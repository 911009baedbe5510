//! Listing filters and sort keys accepted by the read API.

use chrono::{DateTime, Duration, Utc};
use serde::{Deserialize, Serialize};
use std::fmt;
use std::str::FromStr;

/// Trailing window applied to video creation time.
#[derive(Debug, Clone, Copy, PartialEq, Eq, Default, Serialize, Deserialize)]
#[serde(rename_all = "lowercase")]
pub enum DateFilter {
    Day,
    Week,
    Month,
    Year,
    #[default]
    All,
}

impl DateFilter {
    pub const ALL: [DateFilter; 5] = [
        DateFilter::Day,
        DateFilter::Week,
        DateFilter::Month,
        DateFilter::Year,
        DateFilter::All,
    ];

    pub fn as_str(self) -> &'static str {
        match self {
            DateFilter::Day => "day",
            DateFilter::Week => "week",
            DateFilter::Month => "month",
            DateFilter::Year => "year",
            DateFilter::All => "all",
        }
    }

    /// Window length, `None` for unbounded.
    pub fn window(self) -> Option<Duration> {
        match self {
            DateFilter::Day => Some(Duration::hours(24)),
            DateFilter::Week => Some(Duration::days(7)),
            DateFilter::Month => Some(Duration::days(30)),
            DateFilter::Year => Some(Duration::days(365)),
            DateFilter::All => None,
        }
    }

    /// Inclusive `[from, now]` bounds, `None` for `all`.
    pub fn bounds(self, now: DateTime<Utc>) -> Option<(DateTime<Utc>, DateTime<Utc>)> {
        self.window().map(|w| (now - w, now))
    }

    pub fn contains(self, created: DateTime<Utc>, now: DateTime<Utc>) -> bool {
        match self.bounds(now) {
            Some((from, to)) => created >= from && created <= to,
            None => true,
        }
    }
}

impl FromStr for DateFilter {
    type Err = String;

    fn from_str(s: &str) -> Result<Self, Self::Err> {
        DateFilter::ALL
            .into_iter()
            .find(|f| f.as_str() == s)
            .ok_or_else(|| format!("unknown date filter '{s}'"))
    }
}

impl fmt::Display for DateFilter {
    fn fmt(&self, f: &mut fmt::Formatter<'_>) -> fmt::Result {
        f.write_str(self.as_str())
    }
}

/// Descending sort keys for the user listing.
#[derive(Debug, Clone, Copy, PartialEq, Eq, Default)]
pub enum UserSort {
    #[default]
    Followers,
    Following,
    Hearts,
    Videos,
    LastVideoActivity,
}

impl UserSort {
    pub const ALL: [UserSort; 5] = [
        UserSort::Followers,
        UserSort::Following,
        UserSort::Hearts,
        UserSort::Videos,
        UserSort::LastVideoActivity,
    ];

    /// Directus field name.
    pub fn field(self) -> &'static str {
        match self {
            UserSort::Followers => "followers",
            UserSort::Following => "following",
            UserSort::Hearts => "hearts",
            UserSort::Videos => "videos",
            UserSort::LastVideoActivity => "last_video_activity",
        }
    }
}

impl FromStr for UserSort {
    type Err = String;

    fn from_str(s: &str) -> Result<Self, Self::Err> {
        UserSort::ALL
            .into_iter()
            .find(|k| k.field() == s)
            .ok_or_else(|| format!("unknown user sort key '{s}'"))
    }
}

/// Descending sort keys for the video listing.
#[derive(Debug, Clone, Copy, PartialEq, Eq, Default)]
pub enum VideoSort {
    #[default]
    Created,
    Plays,
    Collected,
    Comments,
    Shares,
}

impl VideoSort {
    pub const ALL: [VideoSort; 5] = [
        VideoSort::Created,
        VideoSort::Plays,
        VideoSort::Collected,
        VideoSort::Comments,
        VideoSort::Shares,
    ];

    pub fn field(self) -> &'static str {
        match self {
            VideoSort::Created => "created",
            VideoSort::Plays => "plays",
            VideoSort::Collected => "collected",
            VideoSort::Comments => "comments",
            VideoSort::Shares => "shares",
        }
    }
}

impl FromStr for VideoSort {
    type Err = String;

    fn from_str(s: &str) -> Result<Self, Self::Err> {
        VideoSort::ALL
            .into_iter()
            .find(|k| k.field() == s)
            .ok_or_else(|| format!("unknown video sort key '{s}'"))
    }
}

#[cfg(test)]
mod tests {
    use super::*;

    fn now() -> DateTime<Utc> {
        DateTime::from_timestamp(1_700_000_000, 0).unwrap()
    }

    #[test]
    fn test_day_boundary_is_inclusive() {
        let now = now();
        let edge = now - Duration::hours(24);
        assert!(DateFilter::Day.contains(edge, now));
        assert!(!DateFilter::Day.contains(edge - Duration::milliseconds(1), now));
        assert!(DateFilter::Day.contains(now, now));
    }

    #[test]
    fn test_future_videos_are_outside_bounded_windows() {
        let now = now();
        let later = now + Duration::milliseconds(1);
        assert!(!DateFilter::Week.contains(later, now));
        assert!(DateFilter::All.contains(later, now));
    }

    #[test]
    fn test_window_lengths() {
        assert_eq!(DateFilter::Month.window(), Some(Duration::days(30)));
        assert_eq!(DateFilter::Year.window(), Some(Duration::days(365)));
        assert_eq!(DateFilter::All.window(), None);
    }

    #[test]
    fn test_parse_keys() {
        assert_eq!("week".parse::<DateFilter>(), Ok(DateFilter::Week));
        assert!("fortnight".parse::<DateFilter>().is_err());
        assert_eq!("plays".parse::<VideoSort>(), Ok(VideoSort::Plays));
        assert_eq!("hearts".parse::<UserSort>(), Ok(UserSort::Hearts));
        assert!("-followers".parse::<UserSort>().is_err());
    }
}
// SPDX-License-Identifier: MIT
// Copyright 2026 Roland Dreier <roland@rolandd.dev>

//! Bearer-token check for the sync trigger.

use crate::AppState;
use axum::{
    extract::{Request, State},
    http::{header, StatusCode},
    middleware::Next,
    response::Response,
};
use std::sync::Arc;
use subtle::ConstantTimeEq;

/// Require `Authorization: Bearer <UPDATE_MEDIA_TOKEN>` when a token is configured.
pub async fn require_trigger_token(
    State(state): State<Arc<AppState>>,
    request: Request,
    next: Next,
) -> Result<Response, StatusCode> {
    let Some(expected) = state.config.update_media_token.as_deref() else {
        return Ok(next.run(request).await);
    };

    let presented = request
        .headers()
        .get(header::AUTHORIZATION)
        .and_then(|h| h.to_str().ok())
        .and_then(|h| h.strip_prefix("Bearer "));

    let valid = presented
        .map(|token| bool::from(token.as_bytes().ct_eq(expected.as_bytes())))
        .unwrap_or(false);

    if !valid {
        tracing::warn!(
            has_header = presented.is_some(),
            "Blocked sync trigger with missing or invalid token"
        );
        return Err(StatusCode::UNAUTHORIZED);
    }

    Ok(next.run(request).await)
}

* Task prompt *
If the word "FromStr" appears in a line above, copy that line.

* Response area *
use std::str::FromStr;
impl FromStr for DateFilter {
impl FromStr for UserSort {
impl FromStr for VideoSort {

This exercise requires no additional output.